Climate Geoscience–Based Disaster Management in Healthcare Analysis by Markov Q-Transfer Adversarial with Cloud Computing
摘要
Analysis and reaction to natural disasters have made extensive use of deep learning methods using semantic segmentation networks. These implementations’ foundation is based on convolutional neural networks (CNNs), which are capable of precisely identifying and locating the relevant areas of interest within satellite imagery or other types of remote sensing data. This helps with rescue planning, restoration efforts, and disaster evaluation. Difficulties in the provision of healthcare services, due to natural disasters, are made worse by the existing problems prevalent in most healthcare systems.

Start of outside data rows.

//! Default handle allocation
//!
//! Default handles are a fixed prefix followed by a decimal index. Freed
//! indices go on a min-heap and are always reused before a new one is minted,
//! so the lowest free slot is handed out first.

use std::cmp::Reverse;
use std::collections::{BinaryHeap, HashSet};

/// Prefix of every default handle
pub const DEFAULT_PREFIX: &str = "rand";

/// Issues and recycles `rand<N>` handles
///
/// Invariants: no index is ever both in `used` and on `free`, and every index
/// below `next` is in exactly one of them. Anything on `free` is therefore
/// smaller than any free index that has not been minted yet.
#[derive(Debug, Default)]
pub struct NicknameAllocator {
    used: HashSet<u32>,
    free: BinaryHeap<Reverse<u32>>,
    next: u32,
}

impl NicknameAllocator {
    pub fn new() -> Self {
        Self::default()
    }

    /// Hand out a default handle, reusing the smallest freed index first
    pub fn assign(&mut self) -> String {
        let index = match self.free.pop() {
            Some(Reverse(index)) => index,
            None => {
                // Skip indices reserved by hand above the mark
                let index = (self.next..)
                    .find(|i| !self.used.contains(i))
                    .unwrap_or(u32::MAX);
                self.next = index.saturating_add(1);
                index
            }
        };
        self.used.insert(index);
        format!("{}{}", DEFAULT_PREFIX, index)
    }

    /// Return a default handle's index to the pool
    ///
    /// Returns false for handles that are not default-pattern or not in use.
    pub fn release(&mut self, handle: &str) -> bool {
        let Some(index) = default_index(handle) else {
            return false;
        };
        if !self.used.remove(&index) {
            return false;
        }
        // Above the mark the index is simply unminted again
        if index < self.next {
            self.free.push(Reverse(index));
        }
        true
    }

    /// Mark a default-pattern handle chosen by hand as taken
    ///
    /// Keeps `assign` from ever minting a handle someone already holds.
    pub fn reserve(&mut self, handle: &str) -> bool {
        let Some(index) = default_index(handle) else {
            return false;
        };
        if !self.used.insert(index) {
            return false;
        }
        if index < self.next {
            self.free.retain(|Reverse(free)| *free != index);
        }
        true
    }

    pub fn is_used(&self, index: u32) -> bool {
        self.used.contains(&index)
    }

    /// Number of default handles currently handed out
    pub fn in_use(&self) -> usize {
        self.used.len()
    }
}

/// Index of a default-pattern handle
///
/// Only the canonical form matches: `rand7` does, `rand07` and `rand+7` don't.
pub fn default_index(handle: &str) -> Option<u32> {
    let digits = handle.strip_prefix(DEFAULT_PREFIX)?;
    if digits.is_empty() || !digits.bytes().all(|b| b.is_ascii_digit()) {
        return None;
    }
    if digits.len() > 1 && digits.starts_with('0') {
        return None;
    }
    digits.parse().ok()
}
//! Repository and module configuration types.

use super::RepositoryError;
use serde::{Deserialize, Deserializer, Serialize};
use std::fmt;

/// A repository with at least one plugin toggled on.
///
/// Field names follow the stored JSON layout (`ID`, `FullName`, `GitURL`, ...).
#[derive(Clone, PartialEq, Eq, Serialize, Deserialize)]
#[serde(rename_all = "PascalCase")]
pub struct Repository {
    /// Stable identifier, also used as a directory name.
    #[serde(rename = "ID")]
    pub id: String,

    /// Full repository name in "owner/name" format.
    pub full_name: String,

    /// Token used for API calls, clones and pushes.
    pub access_token: String,

    /// Enabled plugin names.
    #[serde(default, deserialize_with = "null_as_empty")]
    pub plugins: Vec<String>,

    /// Remote URL to clone from.
    #[serde(rename = "GitURL")]
    pub git_url: String,

    /// Branch updates are proposed against.
    #[serde(default = "default_branch")]
    pub default_branch: String,
}

fn default_branch() -> String {
    "master".to_string()
}

fn null_as_empty<'de, D>(deserializer: D) -> Result<Vec<String>, D::Error>
where
    D: Deserializer<'de>,
{
    Ok(Option::<Vec<String>>::deserialize(deserializer)?.unwrap_or_default())
}

impl Repository {
    /// Splits the full name into owner and repository name.
    ///
    /// # Errors
    ///
    /// Returns [`RepositoryError::InvalidFullName`] unless the name has exactly
    /// one `/` with non-empty parts on both sides.
    pub fn split_full_name(&self) -> Result<(&str, &str), RepositoryError> {
        match self.full_name.split_once('/') {
            Some((owner, name)) if !owner.is_empty() && !name.is_empty() && !name.contains('/') => {
                Ok((owner, name))
            }
            _ => Err(RepositoryError::InvalidFullName {
                full_name: self.full_name.clone(),
            }),
        }
    }

    /// Returns true if the plugin is toggled on for this repository.
    #[must_use]
    pub fn has_plugin(&self, plugin: &str) -> bool {
        self.plugins.iter().any(|p| p == plugin)
    }
}

// Keeps the access token out of logs.
impl fmt::Debug for Repository {
    fn fmt(&self, f: &mut fmt::Formatter<'_>) -> fmt::Result {
        f.debug_struct("Repository")
            .field("id", &self.id)
            .field("full_name", &self.full_name)
            .field("access_token", &"<redacted>")
            .field("plugins", &self.plugins)
            .field("git_url", &self.git_url)
            .field("default_branch", &self.default_branch)
            .finish()
    }
}

/// One manifest location inside a repository.
#[derive(Debug, Clone, PartialEq, Eq, Hash, Serialize, Deserialize)]
#[serde(rename_all = "PascalCase")]
pub struct ModuleConfig {
    /// Directory of the manifest, relative to the repository root.
    pub path: String,

    /// Language name selecting the manifest handler, e.g. "javascript".
    pub language: String,
}

impl ModuleConfig {
    /// Creates a module configuration.
    pub fn new(path: impl Into<String>, language: impl Into<String>) -> Self {
        Self {
            path: path.into(),
            language: language.into(),
        }
    }

    /// Returns the repository-relative path of `file` inside this module.
    ///
    /// An empty path, `.` or `/` refers to the repository root.
    #[must_use]
    pub fn relative_file(&self, file: &str) -> String {
        let dir = self.path.trim_start_matches("./").trim_matches('/');
        if dir.is_empty() || dir == "." {
            file.to_string()
        } else {
            format!("{dir}/{file}")
        }
    }
}

#[cfg(test)]
mod tests {
    use super::*;

    fn sample_repository(full_name: &str) -> Repository {
        Repository {
            id: "42".to_string(),
            full_name: full_name.to_string(),
            access_token: "secret".to_string(),
            plugins: vec!["greenkeep".to_string()],
            git_url: "https://github.com/acme/app.git".to_string(),
            default_branch: "master".to_string(),
        }
    }

    #[test]
    fn splits_full_name() {
        let repository = sample_repository("acme/app");
        assert_eq!(repository.split_full_name().unwrap(), ("acme", "app"));
    }

    #[test]
    fn rejects_malformed_full_names() {
        for name in ["acme", "acme/", "/app", "acme/app/extra"] {
            let repository = sample_repository(name);
            assert!(
                matches!(
                    repository.split_full_name(),
                    Err(RepositoryError::InvalidFullName { .. })
                ),
                "{name} should be rejected"
            );
        }
    }

    #[test]
    fn deserializes_stored_layout() {
        let json = r#"{
            "ID": "1234",
            "FullName": "acme/app",
            "AccessToken": "token",
            "Plugins": null,
            "GitURL": "https://github.com/acme/app.git"
        }"#;

        let repository: Repository = serde_json::from_str(json).unwrap();

        assert_eq!(repository.id, "1234");
        assert!(repository.plugins.is_empty());
        assert_eq!(repository.default_branch, "master");
    }

    #[test]
    fn debug_output_hides_token() {
        let repository = sample_repository("acme/app");
        let debug = format!("{repository:?}");
        assert!(!debug.contains("secret"));
    }

    #[test]
    fn resolves_relative_files() {
        assert_eq!(ModuleConfig::new(".", "ruby").relative_file("Gemfile"), "Gemfile");
        assert_eq!(ModuleConfig::new("", "ruby").relative_file("Gemfile"), "Gemfile");
        assert_eq!(
            ModuleConfig::new("./web/", "javascript").relative_file("package.json"),
            "web/package.json"
        );
        assert_eq!(
            ModuleConfig::new("services/api", "ruby").relative_file("Gemfile.lock"),
            "services/api/Gemfile.lock"
        );
    }
}
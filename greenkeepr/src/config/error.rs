//! Configuration error types.

use thiserror::Error;

/// Errors that can occur while loading the service configuration.
#[derive(Debug, Error)]
pub enum ConfigError {
    /// Failed to read a file.
    #[error("Failed to read file '{path}': {source}")]
    IoError {
        path: String,
        #[source]
        source: std::io::Error,
    },

    /// Failed to parse TOML content.
    #[error("Failed to parse configuration '{path}': {source}")]
    TomlError {
        path: String,
        #[source]
        source: toml::de::Error,
    },

    /// A value is present but unusable.
    #[error("Validation error in '{path}': {message}")]
    ValidationError { path: String, message: String },

    /// Missing required file.
    #[error("Missing required file: {path}")]
    MissingFile { path: String },
}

The aim of this research is to propose a novel technique in climate change–based disaster management with their public healthcare analysis using cloud computing with deep learning techniques. In this research, the cloud network has been used in LiDAR image collection for climate change–based disaster-struck regions and their public healthcare analysis. This collected image has been classified and optimized using a deep Markov Q-transfer adversarial neural network with binary grey whale swarm optimization. Experimental analysis has been carried out for various disaster management–based public healthcare datasets in terms of classification accuracy, specificity, NSE, sensitivity, and F-1 score. The proposed technique attained a classification accuracy of 97%, F-1 score of 94%, specificity of 96%, sensitivity of 95%, and NSE of 57%.